The very first time I experienced sex which have good Japanese son is actually with ease the quintessential bamboozling exposure to my entire life

In homosexual gender you workout your positions in advance: the fresh seme was energetic, the new uke is actually couch potato (for gay males); the latest tachi are productive, the newest neko is passive (getting homosexual ladies)

It’s really different. It is simply so completely different. Before We launch into the something, I will say that whenever i stayed in Japan for five decades, I’ve had intercourse in just a small number of some body, which was contained in this longterm dating, so it’s less basically keeps really drawn a wide take to. However, I’d a network regarding Japanese family (primarily females) each date I came across a social change We quickly moved them to have advice, asking my countless issues. I make generalized comments as long as something I know educated try verified due to the fact Norm.
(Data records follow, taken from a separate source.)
//! Turns reconciled findings into ranked, typed action items and an
//! executive summary. Output ordering is stable: items are generated in
//! ascending rank and the final sort is stable, so ties keep generation
//! order.

use crate::model::{
    AnalysisSummary, CannibalizationCase, ClassifiedUrl, DemandGap, FacetUsageSummary,
    GapPriority, Impact, NoindexFacet, OpportunityBucket, Recommendation, RecommendationType,
    Severity, UrlType, UxSeoCell,
};
use crate::util::round2;

const MAX_CANNIBALIZATION_ITEMS: usize = 5;
const MIN_CANNIBALIZATION_IMPACT: u64 = 10;
const MAX_GAP_ITEMS: usize = 5;
const FACET_ORDER_DISPLAY: usize = 4;

pub struct RecommendationInputs<'a> {
    pub facet_priority_order: &'a [String],
    pub cannibalization: &'a [CannibalizationCase],
    pub demand_gaps: &'a [DemandGap],
    pub ux_seo_matrix: &'a [UxSeoCell],
    pub noindex_facets: &'a [NoindexFacet],
}

pub fn synthesize(inputs: &RecommendationInputs) -> Vec<Recommendation> {
    let mut recommendations = Vec::new();

    if !inputs.facet_priority_order.is_empty() {
        let order = inputs
            .facet_priority_order
            .iter()
            .take(FACET_ORDER_DISPLAY)
            .cloned()
            .collect::<Vec<String>>()
            .join(" > ");
        recommendations.push(Recommendation {
            priority_rank: 0,
            rec_type: RecommendationType::UxArchitecture,
            action: format!("Orden óptimo de facetas en UI: {order}"),
            reason: "Basado en comportamiento real de usuarios".to_owned(),
            impact: Impact::Severity(Severity::High),
        });
    }

    for case in inputs
        .cannibalization
        .iter()
        .take(MAX_CANNIBALIZATION_ITEMS)
        .filter(|case| case.impact_score > MIN_CANNIBALIZATION_IMPACT)
    {
        recommendations.push(Recommendation {
            priority_rank: 1,
            rec_type: RecommendationType::Cannibalization,
            action: format!("Crear filtro: {}", case.suggested_target_url),
            reason: format!(
                "Artículo canibalizando '{}' ({} clics)",
                case.query, case.impact_score
            ),
            impact: Impact::Count(case.impact_score),
        });
    }

    for gap in inputs
        .demand_gaps
        .iter()
        .filter(|gap| gap.priority == GapPriority::High)
        .take(MAX_GAP_ITEMS)
    {
        recommendations.push(Recommendation {
            priority_rank: 2,
            rec_type: RecommendationType::DemandGap,
            action: format!("Crear filtro: {}", gap.suggested_filter_url),
            reason: format!(
                "Keyword '{}' sin filtro ({} búsquedas/mes)",
                gap.keyword, gap.volume
            ),
            impact: Impact::Count(gap.volume),
        });
    }

    for cell in inputs
        .ux_seo_matrix
        .iter()
        .filter(|cell| cell.opportunity == OpportunityBucket::VisibilityOpportunity)
    {
        recommendations.push(Recommendation {
            priority_rank: 3,
            rec_type: RecommendationType::UxSeoGap,
            action: format!("Mejorar SEO de faceta: {}", cell.facet_type),
            reason: format!(
                "Alta navegación interna ({:.1}%) pero baja visibilidad SEO ({:.1}%)",
                cell.ux_share, cell.seo_share
            ),
            impact: Impact::Count(cell.total_sessions),
        });
    }

    let mut noindex_types: Vec<&str> = Vec::new();
    for facet in inputs.noindex_facets {
        if !noindex_types.contains(&facet.facet_type.as_str()) {
            noindex_types.push(&facet.facet_type);
        }
    }
    for facet_type in noindex_types {
        recommendations.push(Recommendation {
            priority_rank: 4,
            rec_type: RecommendationType::Indexation,
            action: format!("NOINDEX filtros de {facet_type}"),
            reason: "Ordenación/Precio no deben indexarse".to_owned(),
            impact: Impact::Severity(Severity::Medium),
        });
    }

    recommendations.sort_by_key(|rec| rec.priority_rank);
    recommendations
}

pub fn summarize(
    classified: &[ClassifiedUrl],
    cannibalization: &[CannibalizationCase],
    demand_gaps: &[DemandGap],
    facet_usage: &[FacetUsageSummary],
    facet_priority_order: &[String],
) -> AnalysisSummary {
    let mut summary = AnalysisSummary {
        total_urls: classified.len(),
        filters_count: classified
            .iter()
            .filter(|c| c.classification.url_type == UrlType::Filter)
            .count(),
        articles_count: classified
            .iter()
            .filter(|c| c.classification.url_type == UrlType::Article)
            .count(),
        total_clicks: classified.iter().map(|c| c.record.clicks).sum(),
        cannibalized_clicks: cannibalization.iter().map(|c| c.impact_score).sum(),
        gaps_found: demand_gaps.len(),
        high_priority_gaps: demand_gaps
            .iter()
            .filter(|gap| gap.priority == GapPriority::High)
            .count(),
        facet_order: facet_priority_order
            .iter()
            .take(FACET_ORDER_DISPLAY)
            .cloned()
            .collect(),
        ..AnalysisSummary::default()
    };

    if summary.total_clicks > 0 {
        summary.cannibalization_rate = round2(
            summary.cannibalized_clicks as f64 / summary.total_clicks as f64 * 100.0,
        );
    }

    if let Some(top) = facet_usage.first() {
        summary.top_facet = Some(top.facet_type.clone());
        summary.top_facet_pct = top.pct_usage;
    }

    summary
}

#[cfg(test)]
mod tests {
    use super::*;

    fn case(query: &str, impact: u64) -> CannibalizationCase {
        CannibalizationCase {
            query: query.to_owned(),
            ranking_url: format!("/blog/{query}"),
            suggested_target_url: "/televisores".to_owned(),
            impact_score: impact,
        }
    }

    fn gap(keyword: &str, volume: u64, priority: GapPriority) -> DemandGap {
        DemandGap {
            keyword: keyword.to_owned(),
            volume,
            intent: crate::model::QueryIntent::Transactional,
            suggested_filter_url: "/televisores/samsung".to_owned(),
            priority,
        }
    }

    fn empty_inputs() -> RecommendationInputs<'static> {
        RecommendationInputs {
            facet_priority_order: &[],
            cannibalization: &[],
            demand_gaps: &[],
            ux_seo_matrix: &[],
            noindex_facets: &[],
        }
    }

    #[test]
    fn no_findings_yield_no_recommendations() {
        assert!(synthesize(&empty_inputs()).is_empty());
    }

    #[test]
    fn facet_order_item_always_ranks_first() {
        let order = vec![
            "tamano".to_owned(),
            "marca".to_owned(),
            "tecnologia".to_owned(),
            "conectividad".to_owned(),
            "uso".to_owned(),
        ];
        let cases = vec![case("televisor samsung", 100)];

        let recs = synthesize(&RecommendationInputs {
            facet_priority_order: &order,
            cannibalization: &cases,
            ..empty_inputs()
        });

        assert_eq!(recs[0].priority_rank, 0);
        assert_eq!(recs[0].rec_type, RecommendationType::UxArchitecture);
        // Only the top four facets appear in the action text.
        assert!(recs[0].action.contains("tamano > marca > tecnologia > conectividad"));
        assert!(!recs[0].action.contains("uso"));
        assert_eq!(recs[1].priority_rank, 1);
    }

    #[test]
    fn cannibalization_keeps_top_five_above_impact_floor() {
        let cases: Vec<CannibalizationCase> = (0..8)
            .map(|i: u64| case(&format!("query {i}"), 100u64.saturating_sub(i * 20)))
            .collect();
        // impacts: 100, 80, 60, 40, 20, 0, ... -> first five pass, then
        // the floor drops the zero.
        let recs = synthesize(&RecommendationInputs {
            cannibalization: &cases,
            ..empty_inputs()
        });

        assert_eq!(recs.len(), 5);
        assert!(recs.iter().all(|r| r.priority_rank == 1));
    }

    #[test]
    fn only_high_priority_gaps_become_recommendations() {
        let gaps = vec![
            gap("televisor samsung", 900, GapPriority::High),
            gap("televisor hisense", 300, GapPriority::Medium),
        ];

        let recs = synthesize(&RecommendationInputs {
            demand_gaps: &gaps,
            ..empty_inputs()
        });

        assert_eq!(recs.len(), 1);
        assert_eq!(recs[0].rec_type, RecommendationType::DemandGap);
        assert_eq!(recs[0].impact, Impact::Count(900));
    }

    #[test]
    fn ranks_are_ascending() {
        let order = vec!["tamano".to_owned()];
        let cases = vec![case("televisor lg", 50)];
        let gaps = vec![gap("televisor samsung", 900, GapPriority::High)];
        let noindex = vec![NoindexFacet {
            facet_type: "sorting".to_owned(),
            facet_value: "price asc".to_owned(),
            sessions: 10,
            reason: String::new(),
        }];

        let recs = synthesize(&RecommendationInputs {
            facet_priority_order: &order,
            cannibalization: &cases,
            demand_gaps: &gaps,
            noindex_facets: &noindex,
            ..empty_inputs()
        });

        let ranks: Vec<u8> = recs.iter().map(|r| r.priority_rank).collect();
        let mut sorted = ranks.clone();
        sorted.sort_unstable();
        assert_eq!(ranks, sorted);
        assert_eq!(*ranks.last().unwrap(), 4);
    }

    #[test]
    fn noindex_types_deduplicated() {
        let noindex = vec![
            NoindexFacet {
                facet_type: "sorting".to_owned(),
                facet_value: "price asc".to_owned(),
                sessions: 10,
                reason: String::new(),
            },
            NoindexFacet {
                facet_type: "sorting".to_owned(),
                facet_value: "price desc".to_owned(),
                sessions: 5,
                reason: String::new(),
            },
        ];

        let recs = synthesize(&RecommendationInputs {
            noindex_facets: &noindex,
            ..empty_inputs()
        });
        assert_eq!(recs.len(), 1);
        assert_eq!(recs[0].rec_type, RecommendationType::Indexation);
    }

    #[test]
    fn summary_computes_cannibalization_rate() {
        let classified = crate::reconcile::classify_records(
            &[crate::model::UrlRecord {
                url: "/mejores-televisores".to_owned(),
                clicks: 200,
                impressions: 0,
                position: 5.0,
                top_query: Some("televisor samsung".to_owned()),
                top_query_clicks: Some(50),
                top_query_position: None,
            }],
            "televisores",
        );
        let cases = crate::reconcile::detect_cannibalization(&classified, "televisores");

        let summary = summarize(&classified, &cases, &[], &[], &[]);
        assert_eq!(summary.total_urls, 1);
        assert_eq!(summary.articles_count, 1);
        assert_eq!(summary.cannibalized_clicks, 50);
        assert_eq!(summary.cannibalization_rate, 25.0);
    }
}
The most significant change would be the fact intercourse inside The japanese isn’t a great common revealing knowledge of both partners in an instant doing what they become particularly otherwise delight in when they feel just like doing it. Gender has rules and sex keeps positions just as all of the public interaction into the The japanese have legislation and you may positions. There’s an active partner and you will an inactive spouse. Active mode moving; passive means unmoving. In the heterosexual intercourse, new active partner is always male, therefore the passive companion is females. While used to seme/uke exhibitions away from yaoi manga, one can use them as an easy way regarding based on what I am these are, due to the fact men and women exhibitions aren’t an imaginary make, at random determined from the a group of yaoi mangaka. Upright folks have gender by doing this also, indeed.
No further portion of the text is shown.